:: TRY IT ::
Wherever the string "grid" shows up in the data below, copy the whole line.
■ ■ ■
//! The `fieldtrace` crate traces field lines through static vector fields
//! sampled on the grid of a plasma simulation snapshot.

pub mod cli;
pub mod error;
pub mod field;
pub mod geometry;
pub mod grid;
pub mod interpolation;
pub mod io;
pub mod num;
pub mod tracing;
pub mod variables;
■ ■ ■
:: WORKED SOLUTION ::
//! sampled on the grid of a plasma simulation snapshot.
pub mod grid;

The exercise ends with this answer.